В статьях сборника развиваются и переосмысливаются две теоретические модели, «выросшие» в последние двадцать лет на амазонском поле. Вкратце напомним их основные положения. Первая теория была введена в научный оборот бразильским антропологом Эдуардо Вивейросом де Кастро (Viveiros de Castro 1992) и получила название перспективизма. Она опирается на представления индейцев о симметрии точек зрения представителей разных «онтологических миров»: так, индейцы наделяют животных (а также духов) человеческими качествами и думают, что и те, и другие считают себя людьми. Перспективизм оказывается удобным инструментом для интерпретации охотничьих техник, одомашнивания животных, шаманских обрядов, причем не только на амазонских, но с некоторых пор и на сибирских материалах (см., например, специальный номер журнала Inner Asia (Pedersen and Humphrey 2007)).

Вторая теория, сформулированная Филиппом Дескола (Descola 1996; см. также Дескола 2012), критически пересматривает оппозицию природы и культуры. Для большинства неевропейских народов человеческое общество и природа составляют континуум, среди форм которого – анимизм и тотемизм.
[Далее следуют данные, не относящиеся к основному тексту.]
//! Error taxonomy shared by every loader and decoder of the crate.
//!
//! None of these are retried internally: a failed load is reported to the
//! caller, who may simply invoke it again.

use thiserror::Error;

#[derive(Error, Debug)]
pub enum DredgeError {
    /// I/O errors other than a missing file (those surface as a 404 [`crate::fetch::Response`])
    #[error("I/O error: {0}")]
    Io(#[from] std::io::Error),

    /// project.json / treatments.json / clusters.json could not be deserialized
    #[error("JSON error: {0}")]
    Json(#[from] serde_json::Error),

    /// Malformed single-cell expression blob (bad version, truncated buffer)
    #[error("Format error: {message}")]
    Format { message: String },

    /// Unknown transcript (by label or index) or other lookup key
    #[error("Not found: {what}")]
    NotFound { what: String },

    /// A text file with a row that does not have the expected shape
    #[error("Malformed file {url} at line {line}: {message}")]
    MalformedFile {
        url: String,
        line: usize,
        message: String,
    },

    /// Neither `url(A,B)` nor `url(B,A)` could be fetched
    #[error("No pairwise comparison for {treatment_a} vs {treatment_b} (tried {tried:?})")]
    ComparisonNotFound {
        treatment_a: String,
        treatment_b: String,
        tried: Vec<String>,
    },

    #[error("Unknown treatment: {0}")]
    UnknownTreatment(String),

    /// A required resource answered with a non-OK status
    #[error("Failed to fetch {url}: status {status}")]
    Fetch { url: String, status: u16 },

    /// Degenerate axis handed to the plot binning
    #[error("Invalid scale: {message}")]
    InvalidScale { message: String },

    /// Invalid project configuration (bad template, empty treatment, ...)
    #[error("Configuration error: {message}")]
    Config { message: String },

    /// One or more required project fields failed to load
    #[error("Project failed to load, failed fields: {fields:?}")]
    ProjectLoad { fields: Vec<String> },
}

pub type Result<T> = std::result::Result<T, DredgeError>;

impl DredgeError {
    pub fn format(message: impl Into<String>) -> Self {
        Self::Format {
            message: message.into(),
        }
    }

    pub fn not_found(what: impl Into<String>) -> Self {
        Self::NotFound { what: what.into() }
    }

    pub fn malformed(url: impl Into<String>, line: usize, message: impl Into<String>) -> Self {
        Self::MalformedFile {
            url: url.into(),
            line,
            message: message.into(),
        }
    }

    pub fn invalid_scale(message: impl Into<String>) -> Self {
        Self::InvalidScale {
            message: message.into(),
        }
    }

    pub fn config(message: impl Into<String>) -> Self {
        Self::Config {
            message: message.into(),
        }
    }
}
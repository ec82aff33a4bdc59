use indicatif::{ProgressBar, ProgressStyle};

/// Long synchronous loops (corpus build, transcript import) report progress
/// once per chunk of this many entries
pub const PROGRESS_CHUNK: usize = 5000;

pub fn get_progressbar(total: u64) -> ProgressBar{
    let bar = ProgressBar::new(total);
    let style = ProgressStyle::with_template("[{elapsed_precise} ETA {eta}] {bar:40.cyan/blue} {pos}/{len} {per_sec}")
        .unwrap_or_else(|_| ProgressStyle::default_bar())
        .progress_chars("##-");
    bar.set_style(style);
    bar
}

/// arithmetic mean, `None` for an empty slice
pub fn mean(values: &[f64]) -> Option<f64> {
    if values.is_empty() {
        return None
    }
    Some(values.iter().sum::<f64>() / values.len() as f64)
}

/// median (average of the two middle values for even lengths), `None` for an empty slice
pub fn median(values: &[f64]) -> Option<f64> {
    if values.is_empty() {
        return None
    }
    let mut sorted = values.to_vec();
    sorted.sort_by(|a, b| a.total_cmp(b));
    let mid = sorted.len() / 2;
    if sorted.len() % 2 == 0 {
        Some((sorted[mid - 1] + sorted[mid]) / 2.0)
    } else {
        Some(sorted[mid])
    }
}

/// Parses a numeric cell of a TSV file. Empty cells, `NA` and anything else
/// that is not a finite-or-infinite float are treated as missing.
pub fn parse_optional_float(s: &str) -> Option<f64> {
    match s.trim().parse::<f64>() {
        Ok(x) if !x.is_nan() => Some(x),
        _ => None,
    }
}

#[cfg(test)]
mod tests {
    use crate::utils::{mean, median, parse_optional_float};

    #[test]
    fn test_mean(){
        assert_eq!(mean(&[]), None);
        assert_eq!(mean(&[2.0]), Some(2.0));
        assert_eq!(mean(&[1.0, 2.0, 6.0]), Some(3.0));
    }

    #[test]
    fn test_median(){
        assert_eq!(median(&[]), None);
        assert_eq!(median(&[5.0, 1.0, 3.0]), Some(3.0));
        assert_eq!(median(&[4.0, 1.0, 3.0, 2.0]), Some(2.5));
    }

    #[test]
    fn test_parse_optional_float(){
        assert_eq!(parse_optional_float("1.5"), Some(1.5));
        assert_eq!(parse_optional_float(" -0.25 "), Some(-0.25));
        assert_eq!(parse_optional_float("NA"), None);
        assert_eq!(parse_optional_float(""), None);
        assert_eq!(parse_optional_float("NaN"), None);
        assert_eq!(parse_optional_float("1e-300"), Some(1e-300));
    }
}
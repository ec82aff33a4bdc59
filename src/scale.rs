//! Linear mapping between a data domain and a pixel range, as used by the MA plot axes.
//!
//! The range may be inverted (e.g. `[height, 0]` for a y axis growing upwards).
use crate::error::{DredgeError, Result};

#[derive(Debug, Clone, Copy, PartialEq)]
pub struct LinearScale {
    domain: (f64, f64),
    range: (f64, f64),
}

impl LinearScale {
    pub fn new(domain: (f64, f64), range: (f64, f64)) -> Result<Self> {
        let finite = [domain.0, domain.1, range.0, range.1].iter().all(|x| x.is_finite());
        if !finite {
            return Err(DredgeError::invalid_scale(format!("non-finite scale {domain:?} -> {range:?}")));
        }
        if domain.0 == domain.1 {
            return Err(DredgeError::invalid_scale(format!("zero-length domain {domain:?}")));
        }
        if range.0 == range.1 {
            return Err(DredgeError::invalid_scale(format!("zero-length range {range:?}")));
        }
        Ok(LinearScale { domain, range })
    }

    pub fn domain(&self) -> (f64, f64) {
        self.domain
    }

    pub fn range(&self) -> (f64, f64) {
        self.range
    }

    /// domain endpoints in ascending order
    pub fn domain_extent(&self) -> (f64, f64) {
        let (a, b) = self.domain;
        (a.min(b), a.max(b))
    }

    /// data -> pixel
    pub fn apply(&self, x: f64) -> f64 {
        let t = (x - self.domain.0) / (self.domain.1 - self.domain.0);
        self.range.0 + t * (self.range.1 - self.range.0)
    }

    /// pixel -> data
    pub fn invert(&self, px: f64) -> f64 {
        let t = (px - self.range.0) / (self.range.1 - self.range.0);
        self.domain.0 + t * (self.domain.1 - self.domain.0)
    }
}

#[cfg(test)]
mod tests {
    use super::LinearScale;

    #[test]
    fn test_apply_invert() {
        let s = LinearScale::new((-2.0, 8.0), (0.0, 500.0)).unwrap();
        assert_eq!(s.apply(-2.0), 0.0);
        assert_eq!(s.apply(8.0), 500.0);
        assert_eq!(s.apply(3.0), 250.0);
        assert_eq!(s.invert(250.0), 3.0);
        assert!((s.invert(s.apply(1.5)) - 1.5).abs() < 1e-12);
    }

    #[test]
    fn test_inverted_range() {
        let s = LinearScale::new((-4.0, 4.0), (400.0, 0.0)).unwrap();
        assert_eq!(s.apply(4.0), 0.0);
        assert_eq!(s.apply(-4.0), 400.0);
        assert_eq!(s.invert(100.0), 2.0);
        assert_eq!(s.domain_extent(), (-4.0, 4.0));
    }

    #[test]
    fn test_degenerate_scales() {
        assert!(LinearScale::new((1.0, 1.0), (0.0, 10.0)).is_err());
        assert!(LinearScale::new((0.0, 1.0), (5.0, 5.0)).is_err());
        assert!(LinearScale::new((0.0, f64::NAN), (0.0, 1.0)).is_err());
    }
}
//! Pairwise differential-expression comparisons between two treatments
//!
//! A comparison file is tab separated, one header row, then one row per
//! transcript: `transcriptID\tlogFC\tlogATA\tpValue`. The file may exist for
//! only one direction of a treatment pair; reading the `B,A` file for an
//! `(A,B)` request negates every logFC (logATA has no direction).
//!
//! Comparisons are cached per project, see [`ComparisonCache`].
//! ```rust, no_run
//! # use dredge::project::Project;
//! # use dredge::fetch::FsFetcher;
//! # use std::sync::Arc;
//! let project = Project::load(Arc::new(FsFetcher::new("/path/to/project")), "project.json").unwrap();
//! let comparison = project.pairwise_comparison("control", "heat_shock").unwrap();
//! for record in comparison.fc_sorted() {
//!     // most down-regulated first
//! }
//! ```
use std::cmp::Ordering;
use std::collections::HashMap;
use std::sync::{Arc, Mutex, MutexGuard, TryLockError};
use log::{debug, info};
use crate::abundance::AbundanceLookup;
use crate::corpus::TranscriptCorpus;
use crate::error::{DredgeError, Result};
use crate::fetch::{pairwise_url, Response};
use crate::project::Project;
use crate::status::LoadStatus;
use crate::utils::{mean, median, parse_optional_float};

/// Differential expression of one transcript between treatment A and B
#[derive(Debug, Clone, PartialEq)]
pub struct DiffExpRecord {
    /// id as found in the comparison file
    pub name: String,
    /// canonical label from the transcript corpus (the id itself if unknown)
    pub label: String,
    pub p_value: Option<f64>,
    pub log_fc: Option<f64>,
    pub log_ata: Option<f64>,
    pub treatment_a_mean: Option<f64>,
    pub treatment_a_median: Option<f64>,
    pub treatment_b_mean: Option<f64>,
    pub treatment_b_median: Option<f64>,
}
//!
//! Transcript aliases: mapping any known name of a transcript to its canonical label
//!
//! Aliases and canonical names live in one flat namespace. Every alias points
//! to exactly one canonical transcript, and every transcript of the project
//! maps at least to itself.
//!
//! ```rust
//! # use dredge::corpus::TranscriptCorpus;
//! let aliases = vec![("WBGene0001".to_string(), vec!["aap-1".to_string()])];
//! let transcripts = vec!["WBGene0001".to_string(), "WBGene0002".to_string()];
//! let corpus = TranscriptCorpus::build(&transcripts, &aliases);
//! assert_eq!(corpus.canonical("aap-1"), Some("WBGene0001"));
//! assert_eq!(corpus.canonical("WBGene0002"), Some("WBGene0002"));
//! ```
use std::collections::{HashMap, HashSet};
use indicatif::ProgressBar;
use log::debug;
use crate::utils::PROGRESS_CHUNK;

/// Parses an alias file: one row per canonical transcript,
/// `canonical[,|\t]alias1[,|\t]alias2...`. Blank lines and blank fields are skipped.
pub fn parse_alias_file(text: &str) -> Vec<(String, Vec<String>)> {
    let mut entries = Vec::new();
    for line in text.lines() {
        let mut fields = line
            .split(|c: char| c == ',' || c == '\t')
            .map(|f| f.trim())
            .filter(|f| !f.is_empty());

        if let Some(canonical) = fields.next() {
            let aliases: Vec<String> = fields.map(|f| f.to_string()).collect();
            entries.push((canonical.to_string(), aliases));
        }
    }
    entries
}

/// Outcome of matching a user supplied list of names against the corpus
#[derive(Debug, Clone, Default, PartialEq, Eq)]
pub struct ImportResult {
    /// canonical names, input order, no duplicates
    pub found: Vec<String>,
    /// names the corpus does not know, input order, no duplicates
    pub not_found: Vec<String>,
}

#[derive(Debug, Clone, Default)]
pub struct TranscriptCorpus {
    // (alias, canonical) in order of first registration; used for prefix search
    pairs: Vec<(String, String)>,
    // alias -> position in `pairs`
    index: HashMap<String, usize>,
}

impl TranscriptCorpus {
    /// Builds the corpus without progress reporting
    pub fn build(transcripts: &[String], aliases: &[(String, Vec<String>)]) -> Self {
        TranscriptCorpus::build_with_progress(transcripts, aliases, &ProgressBar::hidden())
    }

    /// Builds the corpus, advancing `bar` once per chunk of [`PROGRESS_CHUNK`] entries.
    ///
    /// First all declared aliases (and their canonical names) are registered,
    /// then every transcript not seen so far is added as its own canonical entry.
    /// If an alias is declared for two canonical transcripts, the later declaration wins.
    pub fn build_with_progress(
        transcripts: &[String],
        aliases: &[(String, Vec<String>)],
        bar: &ProgressBar,
    ) -> Self {
        let mut corpus = TranscriptCorpus::default();
        bar.set_length((aliases.len() + transcripts.len()) as u64);

        for chunk in aliases.chunks(PROGRESS_CHUNK) {
            for (canonical, alias_list) in chunk {
                corpus.register(canonical, canonical);
                for alias in alias_list {
                    corpus.register(alias, canonical);
                }
            }
            bar.inc(chunk.len() as u64);
        }
        corpus.flatten_chains();

        for chunk in transcripts.chunks(PROGRESS_CHUNK) {
            for t in chunk {
                if !corpus.index.contains_key(t) {
                    corpus.register(t, t);
                }
            }
            bar.inc(chunk.len() as u64);
        }
        bar.finish_and_clear();

        debug!(
            "transcript corpus: {} names for {} transcripts",
            corpus.pairs.len(),
            transcripts.len()
        );
        corpus
    }

    fn register(&mut self, alias: &str, canonical: &str) {
        match self.index.get(alias) {
            Some(&i) => self.pairs[i].1 = canonical.to_string(),
            None => {
                self.index.insert(alias.to_string(), self.pairs.len());
                self.pairs.push((alias.to_string(), canonical.to_string()));
            }
        }
    }

    /// Points every alias at the end of its chain: a canonical name that a
    /// later row declared as an alias of another canonical is not an end.
    fn flatten_chains(&mut self) {
        let resolved: Vec<String> = self.pairs.iter().map(|(_, c)| self.chain_end(c).to_string()).collect();
        for (pair, canonical) in self.pairs.iter_mut().zip(resolved) {
            pair.1 = canonical;
        }
    }

    fn chain_end<'a>(&'a self, name: &'a str) -> &'a str {
        let mut current = name;
        // bounded, a chain visits every pair at most once
        for _ in 0..self.pairs.len() {
            match self.index.get(current) {
                Some(&i) if self.pairs[i].1 != current => current = &self.pairs[i].1,
                _ => break,
            }
        }
        current
    }

    /// canonical label of any known name
    pub fn canonical(&self, name: &str) -> Option<&str> {
        self.index.get(name).map(|&i| self.pairs[i].1.as_str())
    }

    /// canonical label, or the name itself if the corpus does not know it
    pub fn canonical_or<'a>(&'a self, name: &'a str) -> &'a str {
        self.canonical(name).unwrap_or(name)
    }

    pub fn contains(&self, name: &str) -> bool {
        self.index.contains_key(name)
    }

    /// number of registered names (aliases + canonical names)
    pub fn len(&self) -> usize {
        self.pairs.len()
    }

    pub fn is_empty(&self) -> bool {
        self.pairs.is_empty()
    }

    /// all `(alias, canonical)` pairs in insertion order
    pub fn pairs(&self) -> &[(String, String)] {
        &self.pairs
    }

    /// every name that resolves to `canonical`, the canonical name included
    pub fn aliases_of(&self, canonical: &str) -> Vec<&str> {
        self.pairs
            .iter()
            .filter(|(_, c)| c == canonical)
            .map(|(a, _)| a.as_str())
            .collect()
    }

    /// First `limit` `(alias, canonical)` pairs whose alias starts with `prefix`
    /// (case sensitive), in insertion order. A linear scan over all names.
    pub fn search_by_prefix(&self, prefix: &str, limit: usize) -> Vec<(&str, &str)> {
        self.pairs
            .iter()
            .filter(|(alias, _)| alias.starts_with(prefix))
            .take(limit)
            .map(|(a, c)| (a.as_str(), c.as_str()))
            .collect()
    }

    /// Resolves user supplied names (e.g. an imported list of saved transcripts)
    pub fn resolve_imports<S: AsRef<str>>(&self, names: &[S]) -> ImportResult {
        self.resolve_imports_with_progress(names, &ProgressBar::hidden())
    }

    pub fn resolve_imports_with_progress<S: AsRef<str>>(&self, names: &[S], bar: &ProgressBar) -> ImportResult {
        let mut result = ImportResult::default();
        let mut seen_found: HashSet<&str> = HashSet::new();
        let mut seen_missing: HashSet<&str> = HashSet::new();
        bar.set_length(names.len() as u64);

        for chunk in names.chunks(PROGRESS_CHUNK) {
            for name in chunk {
                let name = name.as_ref().trim();
                if name.is_empty() {
                    continue;
                }
                match self.canonical(name) {
                    Some(c) => {
                        if seen_found.insert(c) {
                            result.found.push(c.to_string());
                        }
                    }
                    None => {
                        if seen_missing.insert(name) {
                            result.not_found.push(name.to_string());
                        }
                    }
                }
            }
            bar.inc(chunk.len() as u64);
        }
        bar.finish_and_clear();
        result
    }
}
В обновленной трактовке Дескола анимизм характеризует общества, где доминируют представления о сущностном сходстве между всеми людьми и нечеловеческими существами (животными или духами). Тотемизм же дробит общества на неравные сегменты (кланы), по отдельности возводящие свое происхождение к тем или иным животным. Датский антрополог Мортен Аксель Педерсен (Pedersen 2001) применил эту классификацию к Северной Азии. Так, анимизм отличает слабо иерархизированные группы Северной Сибири с неглубокой генеалогической памятью, почитающие духов-животных. Тотемизм же распространен южнее, в более централизованных обществах с развитым культом предков.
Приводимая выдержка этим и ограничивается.